Vonicog alfa

Clinical data
- Trade names: Vonvendi, Veyvondi
- Other names: BAX-111
- AHFS/Drugs.com: Monograph
- License data: US DailyMed: von willebrand factor;
- Pregnancy category: AU: B2;
- Routes of administration: Intravenous
- Drug class: Hemostatic
- ATC code: B02BD10 (WHO) B02BD06 (WHO);

Legal status
- Legal status: AU: S4 (Prescription only); CA: ℞-only / Schedule D; UK: POM (Prescription only); US: ℞-only; EU: Rx-only; In general: ℞ (Prescription only);

Identifiers
- CAS Number: 109319-16-6;
- DrugBank: DB12872;
- UNII: 5PKM8P0G5I;
- KEGG: D08681;

Chemical and physical data
- Formula: C_{9712}H_{15373}N_{2737}O_{3032}S_{210}
- Molar mass: 225725.54 g·mol^{−1}

= Vonicog alfa =

Pharmaceutical drug

Vonicog alfa, sold under the brand names Vonvendi and Veyvondi, is a medication used to control bleeding in adults with von Willebrand disease (an inherited bleeding disorder). It is a recombinant von Willebrand factor.

The most common adverse reactions are generalized itching, vomiting, nausea, dizziness, and vertigo.

Vonicog alfa should not be used in the treatment of Hemophilia A.

Vonicog alfa was approved for medical use in the United States in December 2015, in the European Union in August 2018, and in Australia in April 2020. It was granted orphan drug designations in both the United States and the European Union.

== Medical uses ==
In the EU, vonicog alfa is indicated in adults with von Willebrand Disease (VWD), when desmopressin (DDAVP) treatment alone is ineffective or not indicated for the treatment of hemorrhage and surgical bleeding; and the prevention of surgical bleeding.

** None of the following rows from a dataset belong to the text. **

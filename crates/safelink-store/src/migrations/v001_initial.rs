//! v001 -- Initial schema creation.
//!
//! Creates the alert tables (`alerts`, `alert_locations`) and the trusted
//! contact directory.

use rusqlite::Connection;

/// SQL executed when upgrading from version 0 to version 1.
const UP_SQL: &str = r#"
-- ----------------------------------------------------------------
-- Alerts
-- ----------------------------------------------------------------
CREATE TABLE IF NOT EXISTS alerts (
    id           TEXT PRIMARY KEY NOT NULL,   -- UUID v4
    owner_id     TEXT NOT NULL,
    category     TEXT NOT NULL,
    status       TEXT NOT NULL DEFAULT 'active'
                 CHECK (status IN ('active', 'resolved', 'cancelled', 'false_alarm')),
    latitude     REAL NOT NULL CHECK (latitude BETWEEN -90 AND 90),
    longitude    REAL NOT NULL CHECK (longitude BETWEEN -180 AND 180),
    accuracy     REAL,
    altitude     REAL,
    address      TEXT,
    message      TEXT,
    triggered_at TEXT NOT NULL,               -- RFC-3339, microseconds
    resolved_at  TEXT,

    CHECK ((status = 'active') = (resolved_at IS NULL))
);

CREATE INDEX IF NOT EXISTS idx_alerts_owner_triggered
    ON alerts(owner_id, triggered_at DESC);

CREATE INDEX IF NOT EXISTS idx_alerts_status_position
    ON alerts(status, latitude, longitude);

-- ----------------------------------------------------------------
-- Location trail (append-only)
-- ----------------------------------------------------------------
CREATE TABLE IF NOT EXISTS alert_locations (
    seq        INTEGER PRIMARY KEY AUTOINCREMENT,
    alert_id   TEXT NOT NULL,                 -- FK -> alerts(id)
    latitude   REAL NOT NULL,
    longitude  REAL NOT NULL,
    accuracy   REAL,
    recorded_at TEXT NOT NULL,

    FOREIGN KEY (alert_id) REFERENCES alerts(id) ON DELETE CASCADE
);

CREATE INDEX IF NOT EXISTS idx_alert_locations_alert
    ON alert_locations(alert_id, seq);

-- ----------------------------------------------------------------
-- Trusted contacts
-- ----------------------------------------------------------------
CREATE TABLE IF NOT EXISTS trusted_contacts (
    id           TEXT PRIMARY KEY NOT NULL,   -- UUID v4
    user_id      TEXT NOT NULL,
    name         TEXT NOT NULL,
    phone_number TEXT,
    relationship TEXT,
    is_primary   INTEGER NOT NULL DEFAULT 0,  -- boolean 0/1
    created_at   TEXT NOT NULL
);

CREATE INDEX IF NOT EXISTS idx_trusted_contacts_user
    ON trusted_contacts(user_id);

-- at most one primary contact per user
CREATE UNIQUE INDEX IF NOT EXISTS idx_trusted_contacts_primary
    ON trusted_contacts(user_id) WHERE is_primary = 1;
"#;

/// Apply the initial migration.
pub fn up(conn: &Connection) -> Result<(), rusqlite::Error> {
    conn.execute_batch(UP_SQL)
}
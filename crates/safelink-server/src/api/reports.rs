use axum::extract::rejection::{JsonRejection, PathRejection, QueryRejection};
use axum::extract::{Path, Query, State};
use axum::http::StatusCode;
use axum::Json;
use serde::Deserialize;

use safelink_shared::constants::{
    MAX_REPORT_DESCRIPTION_LEN, MAX_REPORT_TITLE_LEN, MIN_REPORT_DESCRIPTION_LEN,
    MIN_REPORT_TITLE_LEN,
};
use safelink_shared::{
    Nearby, NewReport, Page, Paginated, Report, ReportCategory, ReportId, ReportStatus,
    ValidationErrors, Validator,
};

use super::{required, AppState, Items, LocationBody, NearbyParams};
use crate::auth::Authenticated;
use crate::error::ServerError;

#[derive(Debug, Deserialize)]
#[serde(rename_all = "camelCase")]
pub struct CreateReportRequest {
    category: Option<String>,
    #[serde(default)]
    title: String,
    #[serde(default)]
    description: String,
    #[serde(flatten)]
    location: LocationBody,
    #[serde(default)]
    media_urls: Vec<String>,
    #[serde(default)]
    anonymous: bool,
}

pub async fn create(
    Authenticated(principal): Authenticated,
    State(state): State<AppState>,
    body: Result<Json<CreateReportRequest>, JsonRejection>,
) -> Result<(StatusCode, Json<Report>), ServerError> {
    let Json(body) = body?;

    let mut v = Validator::new();
    let category = match required(&mut v, "category", body.category) {
        Some(raw) => match raw.parse::<ReportCategory>() {
            Ok(category) => Some(category),
            Err(e) => {
                v.push("category", e);
                None
            }
        },
        None => None,
    };
    let location = body.location.parse(&mut v);
    v.chars_between("title", &body.title, MIN_REPORT_TITLE_LEN, MAX_REPORT_TITLE_LEN)
        .chars_between(
            "description",
            &body.description,
            MIN_REPORT_DESCRIPTION_LEN,
            MAX_REPORT_DESCRIPTION_LEN,
        );

    let (Some(category), Some(location)) = (category, location) else {
        return Err(v.into_errors().into());
    };
    v.finish()?;

    let new = NewReport {
        reporter_id: principal.user_id,
        category,
        title: body.title,
        description: body.description,
        location,
        media_urls: body.media_urls,
        anonymous: body.anonymous,
    };
    let report = state.service.create_report(new).await?;
    Ok((StatusCode::CREATED, Json(report)))
}

#[derive(Debug, Deserialize)]
pub struct ListQuery {
    page: Option<u32>,
    limit: Option<u32>,
    status: Option<String>,
}

fn parse_status(raw: &str) -> Result<ReportStatus, ValidationErrors> {
    raw.parse()
        .map_err(|e: String| ValidationErrors::single("status", e))
}

pub async fn list(
    Authenticated(principal): Authenticated,
    State(state): State<AppState>,
    query: Result<Query<ListQuery>, QueryRejection>,
) -> Result<Json<Paginated<Report>>, ServerError> {
    let Query(query) = query?;
    let page = Page::new(query.page, query.limit)?;
    let status = query.status.as_deref().map(parse_status).transpose()?;

    let reports = state.service.list_reports(&principal, status, page).await?;
    Ok(Json(reports))
}

pub async fn nearby(
    Authenticated(_principal): Authenticated,
    State(state): State<AppState>,
    params: Result<Query<NearbyParams>, QueryRejection>,
) -> Result<Json<Items<Nearby<Report>>>, ServerError> {
    let Query(params) = params?;
    let query = params.query()?;
    let items = state.service.nearby_reports(&query).await?;
    Ok(Json(Items { items }))
}

pub async fn get_report(
    Authenticated(principal): Authenticated,
    State(state): State<AppState>,
    id: Result<Path<ReportId>, PathRejection>,
) -> Result<Json<Report>, ServerError> {
    let Path(id) = id?;
    Ok(Json(state.service.get_report(&principal, id).await?))
}

#[derive(Debug, Deserialize)]
pub struct StatusUpdate {
    status: Option<String>,
}

pub async fn update_status(
    Authenticated(principal): Authenticated,
    State(state): State<AppState>,
    id: Result<Path<ReportId>, PathRejection>,
    body: Result<Json<StatusUpdate>, JsonRejection>,
) -> Result<Json<Report>, ServerError> {
    let Path(id) = id?;
    let Json(body) = body?;

    let mut v = Validator::new();
    let Some(raw) = required(&mut v, "status", body.status) else {
        return Err(v.into_errors().into());
    };
    let status = parse_status(&raw)?;

    let report = state
        .service
        .update_report_status(&principal, id, status)
        .await?;
    Ok(Json(report))
}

In September 2025, the US Food and Drug Administration expanded the indication for von Willebrand factor (recombinant) for the routine preventative (prophylactic) use in adults with all types of von Willebrand disease and on-demand and treatment of bleeding episodes and perioperative use in children with von Willebrand disease. It is indicated in people with von Willebrand disease for the on-demand treatment and control of bleeding episodes; and for the perioperative management of bleeding. It is indicated in adults for the routine prophylaxis to reduce the frequency of bleeding episodes.

== Adverse effects ==
The following side effects may occur during treatment with vonicog alfa: hypersensitivity (allergic) reactions, thromboembolic events (problems due to the formation of blood clots in the blood vessels), development of inhibitors (antibodies) against von Willebrand factor, causing the medicine to stop working and resulting in a loss of bleeding control. The most common side effects with vonicog alfa (which may affect up to 1 in 10 patients) are dizziness, vertigo (a spinning sensation), dysgeusia (taste disturbances), tremor, rapid heartbeat, deep venous thrombosis (blood clot in a deep vein, usually in the leg), hypertension (high blood pressure), hot flush, vomiting, nausea (feeling sick), pruritus (itching), chest discomfort, sensations like numbness, tingling, pins and needles at the site of infusion, and an abnormal reading on the electrocardiogram (ECG).